**Work required**
The answer should consist of all the records, written out word for word.

**Source material**
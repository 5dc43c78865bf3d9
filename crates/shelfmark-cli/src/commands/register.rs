use anyhow::Result;
use shelfmark_client::{ApiClient, Config, RegistrationController, RouteHistory};
use shelfmark_core::RegistrationField;

use super::{finish, print_field_errors};

pub async fn run_register(
    config: &Config,
    email: String,
    password: String,
    password_confirm: String,
    name: String,
) -> Result<()> {
    log::info!("Starting registration");

    let client = ApiClient::from_config(config)?;
    let mut controller = RegistrationController::new(client);
    controller.update_field(RegistrationField::Email, email);
    controller.update_field(RegistrationField::Password, password);
    controller.update_field(RegistrationField::PasswordConfirm, password_confirm);
    controller.update_field(RegistrationField::Name, name);

    let mut history = RouteHistory::new();
    let outcome = controller.submit(&mut history).await;

    print_field_errors(controller.errors(), RegistrationField::wire_name);
    finish(&outcome)?;

    if let Some(route) = history.current() {
        println!("  Next: log in ({})", route);
    }
    Ok(())
}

**Response to the task**
repository 5dc43c78865bf3d9
filename crates/shelfmark-cli/src/commands/register.rs
use anyhow::Result;
use shelfmark_client::{ApiClient, Config, RegistrationController, RouteHistory};
use shelfmark_core::RegistrationField;

use super::{finish, print_field_errors};

pub async fn run_register(
    config: &Config,
    email: String,
    password: String,
    password_confirm: String,
    name: String,
) -> Result<()> {
    log::info!("Starting registration");

    let client = ApiClient::from_config(config)?;
    let mut controller = RegistrationController::new(client);
    controller.update_field(RegistrationField::Email, email);
    controller.update_field(RegistrationField::Password, password);
    controller.update_field(RegistrationField::PasswordConfirm, password_confirm);
    controller.update_field(RegistrationField::Name, name);

    let mut history = RouteHistory::new();
    let outcome = controller.submit(&mut history).await;

    print_field_errors(controller.errors(), RegistrationField::wire_name);
    finish(&outcome)?;

    if let Some(route) = history.current() {
        println!("  Next: log in ({})", route);
    }
    Ok(())
}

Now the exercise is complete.